Book Reviews | September 2019 | Rebecca Rego Barry

Autumn 2019 Crop of Books About Books, Part II

Courtesy of Basic Books

Here we are back to the books. Earlier this week, I posted part 1 of this Autumn 2019 books about books roundup. Now, without further ado, part 2:

Leah Price’s What We Talk About When We Talk About Books (Basic Books, $28) has been the talk of the book world for the past few weeks, with popularly shared excerpts like “Books Won’t Die” making the rounds. Price, also the author 2012’s How to Do Things with Books in Victorian Britain, makes a compelling case against the simplistic digital vs. print reading divide, which tends to view e-reading as shallow or ‘bad,’ and print reading as deep and ‘good.’ Her foray to the NYPL to see the first vegetarian cookbook in English especially satisfies the general reader, as does her chapter on bibliotherapy.

Courtesy of University of Texas Press

Beyond Market Value: A Memoir of Book Collecting and the World of Venture Capital by Annette Campbell-White (University of Texas Press, $29.95) was recently published to coincide with an exhibition at the Ransom Center called Modernist Networks. This collector’s coming-of-age tale is a pleasure to read, from her itinerant childhood in Commonwealth countries to her wildly successful career in finance during the tech boom of the eighties and nineties that allowed her to follow her bibliophilic passions. About her first rare book purchase in London in 1972, when she had no job and few prospects but bought a signed limited edition of T.S. Eliot’s A Song for Simeon anyway, she writes, “In the midst of my uncertainty, the terrible loneliness I had felt since arriving in London, and, most of all, my fear about the future, a hand, Eliot’s hand, reached out from the past.” It’s a sentiment shared by many bibliophiles, and her sincere reflections on the rare book world (book fairs, auctions, finding a focus) are likewise congenial. The related exhibition, featuring Campbell-White’s rare books and manuscripts, is on view in Austin through January 5.

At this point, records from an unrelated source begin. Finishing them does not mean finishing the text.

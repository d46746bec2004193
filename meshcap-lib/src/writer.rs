//! CSV output of flattened records.
use std::io::Write;

use crate::record::{FlatRecord, Record};
use crate::Result;

/// Writes [FlatRecord] rows under a single header row.
///
/// The header is written on construction, so an empty run still produces a valid
/// file.
pub struct RecordWriter<W: Write> {
    inner: csv::Writer<W>,
    rows: usize,
}

impl<W: Write> RecordWriter<W> {
    /// # Errors
    /// If writing the header fails.
    pub fn new(writer: W) -> Result<Self> {
        let mut inner = csv::WriterBuilder::new()
            .has_headers(false)
            .from_writer(writer);
        inner.write_record(FlatRecord::COLUMNS)?;
        Ok(RecordWriter { inner, rows: 0 })
    }

    /// # Errors
    /// If serialization or the underlying write fails.
    pub fn write_flat(&mut self, flat: &FlatRecord) -> Result<()> {
        self.inner.serialize(flat)?;
        self.rows += 1;
        Ok(())
    }

    /// Flatten and write a record.
    ///
    /// # Errors
    /// If serialization or the underlying write fails.
    pub fn write(&mut self, record: &Record) -> Result<()> {
        self.write_flat(&record.flatten())
    }

    /// Number of data rows written.
    #[must_use]
    pub fn rows(&self) -> usize {
        self.rows
    }

    /// Flush buffered rows and return the underlying writer.
    ///
    /// # Errors
    /// If the final flush fails.
    pub fn into_inner(self) -> Result<W> {
        self.inner
            .into_inner()
            .map_err(|err| crate::Error::Io(err.into_error()))
    }
}
use std::{
    io::{stdout, Write},
    time::Duration,
};

use anyhow::{Context, Result};
use chrono::Local;
use meshcap::capture::format_line;
use rumqttc::{AsyncClient, Event, MqttOptions, Packet, QoS};
use tracing::{debug, info, warn};

use crate::config::BrokerConfig;
use crate::show::Printer;

/// Capture line timestamp, e.g. `01.02.2025 10:11:12`.
pub const TIMESTAMP_FORMAT: &str = "%m.%d.%Y %H:%M:%S";

const MAX_RETRIES: u32 = 10;
const RETRY_DELAY: Duration = Duration::from_secs(5);

/// Appends received messages as capture lines.
pub struct CaptureWriter<W: Write> {
    inner: W,
    count: usize,
}

impl<W: Write> CaptureWriter<W> {
    pub fn new(inner: W) -> Self {
        CaptureWriter { inner, count: 0 }
    }

    /// Write one line and flush so the file is readable while recording.
    pub fn append(&mut self, timestamp: &str, topic: &str, payload: &[u8]) -> Result<()> {
        writeln!(self.inner, "{}", format_line(timestamp, topic, payload))
            .and_then(|()| self.inner.flush())
            .context("writing capture line")?;
        self.count += 1;
        Ok(())
    }

    /// Number of lines written.
    pub fn count(&self) -> usize {
        self.count
    }
}

/// Append one received message and optionally echo it to `out`.
///
/// Failures are logged and the message skipped; recording continues. Returns whether
/// the message was written to the capture.
fn store<W: Write, O: Write>(
    capture: &mut CaptureWriter<W>,
    echo: Option<&Printer>,
    out: O,
    timestamp: &str,
    topic: &str,
    payload: &[u8],
) -> bool {
    if let Err(err) = capture.append(timestamp, topic, payload) {
        warn!(topic, error = format!("{err:#}"), "failed to store message");
        return false;
    }
    debug!(topic, size = payload.len(), "message");

    if let Some(printer) = echo {
        let record = meshcap::decode_message(capture.count(), timestamp, topic, payload);
        if let Err(err) = printer.print(out, &record) {
            warn!(error = format!("{err:#}"), "failed to echo message");
        }
    }
    true
}

/// Subscribe to the configured topic and append every message until Ctrl-C.
///
/// When `echo` is set, each message is also decoded and printed to stdout.
pub async fn record<W: Write>(
    config: &BrokerConfig,
    capture: &mut CaptureWriter<W>,
    echo: Option<&Printer>,
) -> Result<()> {
    let (host, port) = config.host_port()?;
    let client_id = format!("meshcap_{}", chrono::Utc::now().timestamp());

    let mut mqtt_options = MqttOptions::new(client_id, host, port);
    mqtt_options.set_keep_alive(Duration::from_secs(30));
    mqtt_options.set_clean_session(true);
    if let Some(user) = &config.user {
        mqtt_options.set_credentials(user, config.password.as_deref().unwrap_or_default());
    }

    let (client, mut eventloop) = AsyncClient::new(mqtt_options, 100);
    info!("connecting to {host}:{port}");

    let shutdown = tokio::signal::ctrl_c();
    tokio::pin!(shutdown);
    let mut failures = 0;

    loop {
        tokio::select! {
            zult = &mut shutdown => {
                zult.context("listening for ctrl-c")?;
                debug!("interrupt received");
                if let Err(err) = client.disconnect().await {
                    warn!(error = %err, "disconnect failed");
                }
                break;
            }
            event = eventloop.poll() => {
                match event {
                    Ok(Event::Incoming(Packet::ConnAck(_))) => {
                        failures = 0;
                        client
                            .subscribe(&config.topic, QoS::AtLeastOnce)
                            .await
                            .context("subscribing")?;
                        info!(topic = %config.topic, "connected, subscribing");
                    }
                    Ok(Event::Incoming(Packet::SubAck(_))) => debug!("subscription acknowledged"),
                    Ok(Event::Incoming(Packet::Publish(publish))) => {
                        let timestamp = Local::now().format(TIMESTAMP_FORMAT).to_string();
                        store(capture, echo, stdout().lock(), &timestamp, &publish.topic, &publish.payload);
                    }
                    Ok(_) => {}
                    Err(err) => {
                        failures += 1;
                        if failures > MAX_RETRIES {
                            return Err(err).context("giving up after repeated connection errors");
                        }
                        warn!(error = %err, attempt = failures, max_attempts = MAX_RETRIES, "connection error, retrying");
                        tokio::time::sleep(RETRY_DELAY).await;
                    }
                }
            }
        }
    }

    info!(messages = capture.count(), "recording stopped");
    Ok(())
}
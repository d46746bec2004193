use std::collections::BTreeMap;

use serde::Serialize;

use crate::record::{Payload, Record};

/// Running tally of decoded records.
#[derive(Debug, Clone, Default, PartialEq, Eq, Serialize)]
pub struct Summary {
    pub records: usize,
    pub errors: usize,
    /// By [crate::Error::kind].
    pub error_kinds: BTreeMap<&'static str, usize>,
    /// By `MessageType` column value.
    pub message_types: BTreeMap<&'static str, usize>,
    /// By `PayloadType` column value.
    pub payload_types: BTreeMap<&'static str, usize>,
    /// Decrypted payloads by key name.
    pub keys: BTreeMap<&'static str, usize>,
}

impl Summary {
    pub fn add(&mut self, record: &Record) {
        self.records += 1;

        if let Some(err) = &record.error {
            self.errors += 1;
            *self.error_kinds.entry(err.kind()).or_default() += 1;
        }
        if let Some(mt) = record.message_type() {
            *self.message_types.entry(mt.as_str()).or_default() += 1;
        }
        if let Some(packet) = record.packet() {
            *self
                .payload_types
                .entry(packet.payload.type_name())
                .or_default() += 1;
            if let Payload::Decrypted { key, .. } = &packet.payload {
                *self.keys.entry(*key).or_default() += 1;
            }
        }
    }

    /// Fraction of encrypted packets that were recovered.
    #[must_use]
    pub fn decrypt_rate(&self) -> Option<f64> {
        let decrypted = self.payload_types.get("Decrypted").copied().unwrap_or(0);
        let encrypted = self.payload_types.get("Encrypted").copied().unwrap_or(0);
        let total = decrypted + encrypted;
        if total == 0 {
            None
        } else {
            Some(decrypted as f64 / total as f64)
        }
    }
}
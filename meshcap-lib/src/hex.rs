//! Hex text encoding of captured payloads.

/// Decode a captured payload.
///
/// Either case is accepted; whitespace around the text is ignored.
///
/// # Errors
/// [::hex::FromHexError] on odd length or a non-hex character.
pub fn decode_payload(text: &str) -> Result<Vec<u8>, ::hex::FromHexError> {
    ::hex::decode(text.trim())
}

/// Encode bytes as lower-case hex.
#[must_use]
pub fn encode_bytes(dat: &[u8]) -> String {
    ::hex::encode(dat)
}

#[cfg(test)]
mod tests {
    use super::*;
    use test_case::test_case;

    #[test_case("" ; "empty")]
    #[test_case("00ff10" ; "bytes")]
    #[test_case("0a1b2c3d4e5f60718293a4b5c6d7e8f9" ; "block")]
    fn decode_encode_identity(text: &str) {
        let dat = decode_payload(text).unwrap();
        assert_eq!(encode_bytes(&dat), text);
    }

    #[test]
    fn upper_case_accepted() {
        assert_eq!(decode_payload("DEADbeef").unwrap(), [0xde, 0xad, 0xbe, 0xef]);
    }

    #[test_case("abc" ; "odd length")]
    #[test_case("zz" ; "not hex")]
    fn invalid(text: &str) {
        assert!(decode_payload(text).is_err());
    }
}
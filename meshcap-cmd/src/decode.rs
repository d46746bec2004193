use std::{
    fs::File,
    io::{self, BufRead, BufReader, Write},
    path::Path,
};

use anyhow::{Context, Result};
use meshcap::{Decoder, RecordWriter, Summary};
use regex::Regex;
use tracing::{debug, info};

const CHUNK_SIZE: usize = 1024;
const PROGRESS_INTERVAL: usize = 100;

/// Lines of `reader` with the line ending removed.
///
/// Invalid UTF-8 is replaced rather than failing the read, so a corrupt line still
/// yields a record carrying its decode error.
pub fn lossy_lines<R: BufRead>(reader: R) -> impl Iterator<Item = io::Result<String>> {
    reader.split(b'\n').map(|line| {
        let mut line = line?;
        if line.last() == Some(&b'\r') {
            line.pop();
        }
        Ok(match String::from_utf8(line) {
            Ok(line) => line,
            Err(err) => String::from_utf8_lossy(err.as_bytes()).into_owned(),
        })
    })
}

/// Decode capture lines from `reader` and write one CSV row per non-blank line.
///
/// Lines are decoded in parallel chunks; row order matches input order.
pub fn decode<R: BufRead, W: Write>(
    reader: R,
    dest: W,
    decoder: &Decoder,
    topic: Option<&Regex>,
) -> Result<Summary> {
    let mut writer = RecordWriter::new(dest).context("writing header")?;
    let mut summary = Summary::default();
    let mut lines = lossy_lines(reader);
    let mut line_no = 1;

    loop {
        let mut chunk = Vec::with_capacity(CHUNK_SIZE);
        for line in lines.by_ref().take(CHUNK_SIZE) {
            chunk.push(line.context("reading input")?);
        }
        if chunk.is_empty() {
            break;
        }
        debug!(first = line_no, len = chunk.len(), "decoding chunk");

        for record in decoder.decode_lines(line_no, &chunk) {
            if let Some(rx) = topic {
                if !rx.is_match(&record.topic) {
                    continue;
                }
            }
            writer.write(&record).context("writing record")?;
            summary.add(&record);
            if summary.records % PROGRESS_INTERVAL == 0 {
                info!("processed {} messages", summary.records);
            }
        }
        line_no += chunk.len();
    }

    writer.into_inner().context("flushing output")?;
    Ok(summary)
}

pub fn decode_file(input: &Path, output: &Path, decoder: &Decoder, topic: Option<&Regex>) -> Result<()> {
    let src = File::open(input).with_context(|| format!("opening input {input:?}"))?;
    let dest =
        File::create(output).with_context(|| format!("failed to create output {output:?}"))?;

    let summary = decode(BufReader::new(src), dest, decoder, topic)?;

    info!(
        records = summary.records,
        errors = summary.errors,
        "wrote {output:?}"
    );
    for (kind, count) in &summary.error_kinds {
        info!("  error {kind}: {count}");
    }
    for (name, count) in &summary.message_types {
        info!("  message {name}: {count}");
    }
    for (name, count) in &summary.payload_types {
        info!("  payload {name}: {count}");
    }
    for (key, count) in &summary.keys {
        info!("  key {key}: {count}");
    }
    if let Some(rate) = summary.decrypt_rate() {
        info!("decrypted {:.1}% of encrypted packets", rate * 100.0);
    }

    Ok(())
}

#[cfg(test)]
mod tests {
    use super::*;
    use meshcap::FlatRecord;

    const INPUT: &str = "01.02.2025 10:11:12 | msh/EU_868/2/e/LongFast/!a1b2c3d4 | 0a0422020801

01.02.2025 10:11:13 | msh/EU_868/2/e/LongFast/!a1b2c3d4 | zz
only | two
";

    fn rows(out: &[u8]) -> Vec<FlatRecord> {
        csv::Reader::from_reader(out)
            .deserialize()
            .map(|r| r.unwrap())
            .collect()
    }

    #[test]
    fn decode_all() {
        let mut out = Vec::new();

        let summary = decode(INPUT.as_bytes(), &mut out, &Decoder::default(), None).unwrap();

        assert_eq!(summary.records, 3);
        assert_eq!(summary.errors, 2);
        let rows = rows(&out);
        assert_eq!(rows.len(), 3);
        assert_eq!(rows[0].portnum_name, "TEXT_MESSAGE_APP");
        assert_eq!(rows[1].error, "invalid hex payload at line 3: Invalid character 'z' at position 0");
        assert_eq!(rows[2].timestamp, "only");
        assert_eq!(rows[2].topic, "two");
    }

    #[test]
    fn decode_invalid_utf8_line() {
        let mut input = Vec::new();
        input.extend_from_slice(b"01.02.2025 10:11:12 | msh/EU_868/2/e/LongFast/!a1b2c3d4 | 0a0422020801\n");
        input.extend_from_slice(b"01.02.2025 10:11:13 | msh/EU_868/\xff/e | 0a0422020801\n");
        input.extend_from_slice(b"01.02.2025 10:11:14 | msh/EU_868/2/e/LongFast/!a1b2c3d4 | 0a04\xff20801\r\n");
        let mut out = Vec::new();

        let summary = decode(input.as_slice(), &mut out, &Decoder::default(), None).unwrap();

        assert_eq!(summary.records, 3);
        let rows = rows(&out);
        assert_eq!(rows.len(), 3);
        assert_eq!(rows[0].portnum_name, "TEXT_MESSAGE_APP");
        assert_eq!(rows[1].topic, "msh/EU_868/\u{fffd}/e");
        assert_eq!(rows[1].portnum_name, "TEXT_MESSAGE_APP");
        assert!(rows[2].error.starts_with("invalid hex payload at line 3"), "{}", rows[2].error);
    }

    #[test]
    fn lossy_lines_strip_endings() {
        let lines: Vec<String> = lossy_lines(&b"a\r\nb\xff\n\nc"[..])
            .map(|l| l.unwrap())
            .collect();

        assert_eq!(lines, vec!["a", "b\u{fffd}", "", "c"]);
    }

    #[test]
    fn decode_with_topic_filter() {
        let mut out = Vec::new();
        let rx = Regex::new("^msh/EU_868/").unwrap();

        let summary = decode(INPUT.as_bytes(), &mut out, &Decoder::default(), Some(&rx)).unwrap();

        assert_eq!(summary.records, 2);
        assert_eq!(rows(&out).len(), 2);
    }

    #[test]
    fn decode_empty_input_writes_header() {
        let mut out = Vec::new();

        let summary = decode("".as_bytes(), &mut out, &Decoder::default(), None).unwrap();

        assert_eq!(summary.records, 0);
        let text = String::from_utf8(out).unwrap();
        assert_eq!(text.lines().count(), 1);
        assert!(text.starts_with("Timestamp,Topic,MessageType,"));
    }
}
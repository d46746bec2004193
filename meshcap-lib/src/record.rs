//! Decoded record types.
//!
//! A [Record] is the typed result of decoding one capture line. It is only flattened
//! into the fixed-column [FlatRecord] at an output boundary (CSV, console).
use std::fmt::Display;

use serde::{Deserialize, Serialize};

use crate::crypto::KeyWidth;
use crate::proto::{
    enum_name, routing, telemetry, HardwareMessage, HardwareMessageType, HardwareModel,
    LocSource, MapReport, ModemPreset, PortNum, Position, Priority, RegionCode, Role, Routing,
    RoutingError, Telemetry, TransportMechanism, User, Waypoint,
};
use crate::Error;

/// Top-level shape of a captured payload.
#[derive(Debug, Clone, Copy, PartialEq, Eq, Hash, PartialOrd, Ord, Serialize)]
pub enum MessageType {
    ServiceEnvelope,
    MapReport,
}

impl MessageType {
    #[must_use]
    pub fn as_str(&self) -> &'static str {
        match self {
            Self::ServiceEnvelope => "ServiceEnvelope",
            Self::MapReport => "MapReport",
        }
    }
}

impl Display for MessageType {
    fn fmt(&self, f: &mut std::fmt::Formatter<'_>) -> std::fmt::Result {
        write!(f, "{}", self.as_str())
    }
}

/// The result of decoding one capture line.
///
/// `error` may be set alongside partially filled fields, e.g., a packet whose
/// position payload failed to decode still carries its header.
#[derive(Debug)]
pub struct Record {
    /// 1-based input line number.
    pub line: usize,
    pub timestamp: String,
    pub topic: String,
    pub message: Option<Message>,
    pub error: Option<Error>,
}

Bibliophiles cheer anytime Alberto Manguel, author of The Library at Night, Packing My Library, and several other books about books, releases something new. His latest, Fabulous Monsters: Dracula, Alice, Superman, and Other Literary Friends (Yale University Press, $19.95), is yet another occasion for celebration. Here Manguel introduces us to the literary characters that have stayed with him and inspired him throughout his reading life, accompanied by his own charming doodles which open each chapter.   

If fiction is your bag, there’s a trio of new titles with bookish undercurrents to keep you up at night.

Book lovers and trivia nerds, look no further than The Bookish Life of Nina Hill (Berkley, $16) by Abbi Waxman. This cleverly written romp has everything to like and nothing to dislike (unless a little colorful language puts you off). The main character is a millennial bookseller navigating some family drama while trying to find love and enough spare time to keep reading.

Courtesy of Baker Publishing Group

The Words Between Us (Revell, $15.99) by Erin Bartels also focuses on the life of a young female bookseller, but in a more contemplative style, and it’s tame enough to share with a teenage reader. Bartels weaves a dual narrative, slowing bringing to light a story of young love, betrayal, and loss. When an old flame begins mailing Robin copies of books they shared in high school, she wonders if her past has caught up with her.

Finally, if a high-spirited whodunnit set in New York City during the 1920s featuring talk of Eric Gill engravings and W.A. Dwiggins letters, appeals, then Relative Fortunes (Lake Union Publishing, $24.95) may be just the thing. The author, Marlowe Benn, certainly knows her way around a Kelmscott — like her protagonist, she has practiced letterpress printing. Benn also has a master’s degree in the book arts from the University of Alabama and a doctorate in the history of books from the University of California, Berkeley.